*** EXERCISE MATERIALS Section Begins ***

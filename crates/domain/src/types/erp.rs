//! Rows returned by the ERP order database

use chrono::NaiveDate;
use serde::{Deserialize, Serialize};

use crate::constants::{READY_TO_INVOICE_QUEUE, READY_TO_INVOICE_RAW_QUEUES};

/// Map raw batch names onto the queue names the jobs compare against.
///
/// `RDY TO INV` and any batch starting with `Q` are invoice-ready.
pub fn normalize_queue(raw: &str) -> String {
    let queue = raw.trim();
    if READY_TO_INVOICE_RAW_QUEUES.iter().any(|q| q.eq_ignore_ascii_case(queue))
        || queue.starts_with('Q')
        || queue.starts_with('q')
    {
        READY_TO_INVOICE_QUEUE.to_string()
    } else {
        queue.to_string()
    }
}

/// Header-level view of a sales order.
#[derive(Debug, Clone, PartialEq, Eq, Serialize, Deserialize)]
pub struct OrderSnapshot {
    pub order_number: String,
    pub queue: String,
    pub requested_ship_date: Option<NaiveDate>,
    pub customer_po: Option<String>,
    pub created_by: Option<String>,
}

impl OrderSnapshot {
    pub fn is_ready_to_invoice(&self) -> bool {
        self.queue == READY_TO_INVOICE_QUEUE
    }
}

/// One serialized item allocated to an order.
#[derive(Debug, Clone, PartialEq, Eq, Serialize, Deserialize)]
pub struct SerialLine {
    pub item_number: String,
    pub serial_number: String,
}

/// Which serial lines a lookup should return.
#[derive(Debug, Clone, Copy, PartialEq, Eq)]
pub enum SerialScope<'a> {
    /// Only items in the given device catalog.
    Devices(&'a [&'a str]),
    /// Items allocated in the configuration queues.
    ConfigurationQueues(&'a [String]),
}

/// Shipping view of an order.
#[derive(Debug, Clone, PartialEq, Eq, Serialize, Deserialize)]
pub struct ShipmentRecord {
    pub order_number: String,
    pub queue: String,
    pub tracking_number: Option<String>,
}

impl ShipmentRecord {
    /// Tracking number upper-cased and trimmed, `None` when blank.
    pub fn tracking(&self) -> Option<String> {
        self.tracking_number
            .as_deref()
            .map(str::trim)
            .filter(|t| !t.is_empty())
            .map(str::to_uppercase)
    }
}
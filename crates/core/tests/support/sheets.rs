//! In-memory sheet store and sheet builder

use std::collections::{HashMap, VecDeque};

use async_trait::async_trait;
use parking_lot::Mutex;
use sheetsync_core::SheetStore;
use sheetsync_domain::{
    Cell, CellValue, Column, Result, Row, RowUpdate, Sheet, SheetSyncError,
};

/// Builds a sheet whose columns get ids `1..` in declaration order.
pub struct SheetBuilder {
    sheet: Sheet,
    next_row_id: u64,
}

impl SheetBuilder {
    pub fn new(id: u64, columns: &[&str]) -> Self {
        let columns = columns
            .iter()
            .enumerate()
            .map(|(i, title)| Column {
                id: i as u64 + 1,
                title: (*title).to_string(),
                index: i as u32,
                primary: i == 0,
            })
            .collect();
        Self {
            sheet: Sheet { id, name: format!("sheet {id}"), columns, rows: Vec::new() },
            next_row_id: 100,
        }
    }

    /// Append a row; unknown column titles panic.
    pub fn row(mut self, values: &[(&str, CellValue)]) -> Self {
        let cells = values
            .iter()
            .map(|(title, value)| Cell {
                column_id: self.column_id(title),
                value: Some(value.clone()),
                display_value: None,
            })
            .collect();
        let number = self.sheet.rows.len() as u32 + 1;
        self.sheet.rows.push(Row { id: self.next_row_id, row_number: Some(number), cells });
        self.next_row_id += 1;
        self
    }

    pub fn column_id(&self, title: &str) -> u64 {
        self.sheet
            .columns
            .iter()
            .find(|c| c.title == title)
            .map(|c| c.id)
            .unwrap_or_else(|| panic!("unknown column {title}"))
    }

    pub fn build(self) -> Sheet {
        self.sheet
    }
}

pub fn text(value: &str) -> CellValue {
    CellValue::Text(value.to_string())
}

/// Sheet store backed by a map. Updates are applied to the stored sheets
/// and recorded in call order.
#[derive(Default)]
pub struct InMemorySheetStore {
    sheets: Mutex<HashMap<u64, Sheet>>,
    updates: Mutex<Vec<(u64, RowUpdate)>>,
    update_calls: Mutex<usize>,
    row_failures: Mutex<HashMap<u64, SheetSyncError>>,
    scripted_update_errors: Mutex<VecDeque<SheetSyncError>>,
    scripted_fetch_errors: Mutex<VecDeque<SheetSyncError>>,
    delete_calls: Mutex<Vec<(u64, Vec<u64>)>>,
    scripted_delete_errors: Mutex<VecDeque<SheetSyncError>>,
}

impl InMemorySheetStore {
    pub fn new() -> Self {
        Self::default()
    }

    pub fn with_sheet(self, sheet: Sheet) -> Self {
        self.sheets.lock().insert(sheet.id, sheet);
        self
    }

    /// Every update touching `row_id` fails with `error`.
    pub fn fail_row(&self, row_id: u64, error: SheetSyncError) {
        self.row_failures.lock().insert(row_id, error);
    }

    /// The next update calls fail with these errors, in order.
    pub fn script_update_errors(&self, errors: impl IntoIterator<Item = SheetSyncError>) {
        self.scripted_update_errors.lock().extend(errors);
    }

    pub fn script_fetch_errors(&self, errors: impl IntoIterator<Item = SheetSyncError>) {
        self.scripted_fetch_errors.lock().extend(errors);
    }

    /// The next delete calls fail with these errors, in order.
    pub fn script_delete_errors(&self, errors: impl IntoIterator<Item = SheetSyncError>) {
        self.scripted_delete_errors.lock().extend(errors);
    }

    /// `(sheet id, row ids)` of every delete call, failed ones included.
    pub fn delete_calls(&self) -> Vec<(u64, Vec<u64>)> {
        self.delete_calls.lock().clone()
    }

    pub fn row_count(&self, sheet_id: u64) -> usize {
        self.sheets.lock().get(&sheet_id).map_or(0, |sheet| sheet.rows.len())
    }

    pub fn updates(&self) -> Vec<(u64, RowUpdate)> {
        self.updates.lock().clone()
    }

    pub fn update_calls(&self) -> usize {
        *self.update_calls.lock()
    }

    /// Current value of a cell in the stored sheet.
    pub fn cell(&self, sheet_id: u64, row_id: u64, column_id: u64) -> Option<CellValue> {
        let sheets = self.sheets.lock();
        let row = sheets.get(&sheet_id)?.rows.iter().find(|r| r.id == row_id)?;
        row.cell(column_id).and_then(|c| c.value.clone())
    }
}

#[async_trait]
impl SheetStore for InMemorySheetStore {
    async fn fetch_sheet(&self, sheet_id: u64) -> Result<Sheet> {
        if let Some(error) = self.scripted_fetch_errors.lock().pop_front() {
            return Err(error);
        }
        self.sheets
            .lock()
            .get(&sheet_id)
            .cloned()
            .ok_or_else(|| SheetSyncError::NotFound(format!("sheet {sheet_id}")))
    }

    async fn update_rows(&self, sheet_id: u64, rows: &[RowUpdate]) -> Result<()> {
        *self.update_calls.lock() += 1;
        if let Some(error) = self.scripted_update_errors.lock().pop_front() {
            return Err(error);
        }
        if let Some(error) = rows.iter().find_map(|r| self.row_failures.lock().get(&r.row_id).cloned())
        {
            return Err(error);
        }

        let mut sheets = self.sheets.lock();
        let sheet = sheets
            .get_mut(&sheet_id)
            .ok_or_else(|| SheetSyncError::NotFound(format!("sheet {sheet_id}")))?;
        for update in rows {
            let row = sheet
                .rows
                .iter_mut()
                .find(|r| r.id == update.row_id)
                .ok_or_else(|| SheetSyncError::NotFound(format!("row {}", update.row_id)))?;
            for cell in &update.cells {
                match row.cells.iter_mut().find(|c| c.column_id == cell.column_id) {
                    Some(existing) => existing.value = Some(cell.value.clone()),
                    None => row.cells.push(Cell {
                        column_id: cell.column_id,
                        value: Some(cell.value.clone()),
                        display_value: None,
                    }),
                }
            }
            self.updates.lock().push((sheet_id, update.clone()));
        }
        Ok(())
    }

    async fn delete_rows(&self, sheet_id: u64, row_ids: &[u64]) -> Result<()> {
        self.delete_calls.lock().push((sheet_id, row_ids.to_vec()));
        if let Some(error) = self.scripted_delete_errors.lock().pop_front() {
            return Err(error);
        }
        if row_ids.len() > sheetsync_core::MAX_DELETE_BATCH {
            let message = format!("{} row ids in one delete", row_ids.len());
            return Err(SheetSyncError::InvalidInput(message));
        }
        let mut sheets = self.sheets.lock();
        if let Some(sheet) = sheets.get_mut(&sheet_id) {
            sheet.rows.retain(|r| !row_ids.contains(&r.id));
        }
        Ok(())
    }
}
//! Port interface for the ERP order database

use async_trait::async_trait;
use sheetsync_domain::{OrderSnapshot, Result, SerialLine, SerialScope, ShipmentRecord, TicketKey};

#[async_trait]
pub trait ErpRepository: Send + Sync {
    /// Sales order filed under any of the ticket's order numbers.
    async fn find_order(&self, key: &TicketKey) -> Result<Option<OrderSnapshot>>;

    /// Serialized lines on the ticket's orders, ordered by customer PO and
    /// item.
    async fn find_serials(&self, key: &TicketKey, scope: SerialScope<'_>)
        -> Result<Vec<SerialLine>>;

    async fn find_shipment(&self, key: &TicketKey) -> Result<Option<ShipmentRecord>>;

    /// Owner of the ticket according to the helpdesk and work-order views.
    async fn find_ticket_owner(&self, key: &TicketKey) -> Result<Option<String>>;
}
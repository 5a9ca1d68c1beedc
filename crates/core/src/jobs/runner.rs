//! Sequential job runner and the end-of-run failure notification

use std::fmt;
use std::sync::Arc;

use sheetsync_common::error::ErrorClassification;
use sheetsync_domain::{Notification, NotificationConfig, Result};
use tracing::{error, info, warn};

use super::SyncJob;
use crate::notification_ports::Notifier;
use crate::reconcile::BatchSummary;

/// Accumulated failure text for one run.
#[derive(Debug, Clone, Default, PartialEq, Eq)]
pub struct FailureDigest {
    text: String,
}

impl FailureDigest {
    pub fn new() -> Self {
        Self::default()
    }

    pub fn push(&mut self, label: &str, error: impl fmt::Display) {
        self.text.push_str(&format!("{label}:\n\n{error}\n\n"));
    }

    pub fn is_empty(&self) -> bool {
        self.text.is_empty()
    }

    pub fn as_str(&self) -> &str {
        &self.text
    }
}

impl fmt::Display for FailureDigest {
    fn fmt(&self, f: &mut fmt::Formatter<'_>) -> fmt::Result {
        f.write_str(&self.text)
    }
}

#[derive(Debug, Clone, Default)]
pub struct RunReport {
    pub completed: Vec<(String, BatchSummary)>,
    pub failed: Vec<String>,
    pub digest: FailureDigest,
}

impl RunReport {
    pub fn has_failures(&self) -> bool {
        !self.digest.is_empty()
    }
}

pub struct JobRunner {
    notifier: Arc<dyn Notifier>,
    notification: NotificationConfig,
}

impl JobRunner {
    pub fn new(notifier: Arc<dyn Notifier>, notification: NotificationConfig) -> Self {
        Self { notifier, notification }
    }

    /// Run `jobs` one after another. A failing job never stops the ones
    /// after it.
    pub async fn run_all(&self, jobs: &[Arc<dyn SyncJob>]) -> RunReport {
        let mut report = RunReport::default();
        for job in jobs {
            let label = job.label();
            info!(job = label, "Starting job");
            match job.run().await {
                Ok(summary) => {
                    info!(
                        job = label,
                        processed = summary.processed,
                        updated = summary.updated,
                        "Job finished"
                    );
                    report.completed.push((label.to_string(), summary));
                }
                Err(e) => {
                    error!(job = label, severity = %e.severity(), error = %e, "Job failed");
                    report.digest.push(label, &e);
                    report.failed.push(label.to_string());
                }
            }
        }
        report
    }

    /// Send one notification carrying the digest, if there is anything in it.
    pub async fn notify_failures(&self, digest: &FailureDigest) -> Result<bool> {
        if digest.is_empty() {
            return Ok(false);
        }
        let notification = Notification {
            subject: self.notification.subject.clone(),
            body: digest.to_string(),
            recipients: self.notification.recipients.clone(),
            cc: self.notification.cc.clone(),
        };
        if let Err(e) = self.notifier.send(&notification).await {
            warn!(error = %e, "Failed to send failure notification");
            return Err(e);
        }
        info!(recipients = notification.recipients.len(), "Failure notification sent");
        Ok(true)
    }

    /// [`run_all`](Self::run_all) followed by
    /// [`notify_failures`](Self::notify_failures). Notification errors are
    /// logged, not returned.
    pub async fn run_and_report(&self, jobs: &[Arc<dyn SyncJob>]) -> RunReport {
        let report = self.run_all(jobs).await;
        if let Err(e) = self.notify_failures(&report.digest).await {
            error!(error = %e, "Run failures could not be reported");
        }
        report
    }
}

*** EXERCISE MATERIALS Section Ends ***

**WORK ORDER**
Restate, please, word for word the span of records running from the first line to the line bearing "to an order.", both included, and nothing outside it.

**SOLUTION TO THIS TASK**
filename crates/domain/src/types/erp.rs
//! Rows returned by the ERP order database

use chrono::NaiveDate;
use serde::{Deserialize, Serialize};

use crate::constants::{READY_TO_INVOICE_QUEUE, READY_TO_INVOICE_RAW_QUEUES};

/// Map raw batch names onto the queue names the jobs compare against.
///
/// `RDY TO INV` and any batch starting with `Q` are invoice-ready.
pub fn normalize_queue(raw: &str) -> String {
    let queue = raw.trim();
    if READY_TO_INVOICE_RAW_QUEUES.iter().any(|q| q.eq_ignore_ascii_case(queue))
        || queue.starts_with('Q')
        || queue.starts_with('q')
    {
        READY_TO_INVOICE_QUEUE.to_string()
    } else {
        queue.to_string()
    }
}

/// Header-level view of a sales order.
#[derive(Debug, Clone, PartialEq, Eq, Serialize, Deserialize)]
pub struct OrderSnapshot {
    pub order_number: String,
    pub queue: String,
    pub requested_ship_date: Option<NaiveDate>,
    pub customer_po: Option<String>,
    pub created_by: Option<String>,
}

impl OrderSnapshot {
    pub fn is_ready_to_invoice(&self) -> bool {
        self.queue == READY_TO_INVOICE_QUEUE
    }
}

/// One serialized item allocated to an order.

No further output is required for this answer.